Ace heard footsteps on the wooden stairs leading down from the deck. He looked back, hoping Cela had discovered some hidden wellspring of power or something. But no, it was Charlie.

“She's going to be all right,” Ace said stubbornly.

Charlie glanced up at the flickering orb of light. It stuttered and fell, drifting down like blood poured into water before dimly reforming underneath the lantern. “Captain Anderson said we'll make port by morning,” she said. “You need to eat something.”

“It can wait,” Ace said.

“No, it can't,” Charlie said. “I'll watch her. Go get something to eat before Cela casts a _Sleep_ spell on you.”

Ace sighed and gave Mira's hand a squeeze before laying it on her chest. She groaned pitifully in fever dreams and grew quiet. “I'll be back soon,” he told her. Then he turned to Charlie. “Tell me if anything changes.”

“Of course,” Charlie said.

Ace left. Charlie waited until he was gone before she turned to Mira. The _Dancing Lights_ spell flickered and dimmed.

*****

“Roll your Fort save.”

Dr. Rowan from chemistry sat at the head of the table. Before him an open grid map held several small figurines of heroes standing idle. Around him were the game's players.

Dr. McKay picked up the dice and scowled. “If I lose more than one CON I'm dead,” he said.

“Then roll a one,” Sheppard drawled.

“I do it all the time,” Dr. Zelenka said sarcastically. Next to him Colonel Carter snorted then pretended she wasn't about to laugh.

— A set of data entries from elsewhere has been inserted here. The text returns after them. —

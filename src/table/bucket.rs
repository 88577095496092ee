use std::collections::TryReserveError;

// One chain of the table. Values keep insertion order and are never removed.
#[derive(Debug, Default, Clone, PartialEq, Eq)]
pub struct Bucket {
    entries: Vec<String>,
}

impl Bucket {
    pub fn new() -> Bucket {
        Bucket {
            entries: Vec::new(),
        }
    }

    pub fn position(&self, value: &str) -> Option<usize> {
        self.entries.iter().position(|e| e == value)
    }

    // Appends at the tail. On failure nothing has been written.
    pub fn push(&mut self, value: &str) -> Result<(), TryReserveError> {
        let mut owned = String::new();
        owned.try_reserve_exact(value.len())?;
        owned.push_str(value);
        self.entries.try_reserve(1)?;
        self.entries.push(owned);
        Ok(())
    }

    pub fn len(&self) -> usize {
        self.entries.len()
    }

    pub fn is_empty(&self) -> bool {
        self.entries.is_empty()
    }

    pub fn as_slice(&self) -> &[String] {
        &self.entries
    }
}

The game room bustled with activity on this Enforced Sunday. Dr. Tomson sat in the back of the room painting more tiny figurines, a trio of marines were arguing over a game of Risk, a group in the back played poker and absolutely were not betting with jelly beans. Several scientists were arguing over a wargame, the rules they argued over must have been custom as nobody had ever heard of successfully rolling 'an unmodified 11 on a 10-sided die' before.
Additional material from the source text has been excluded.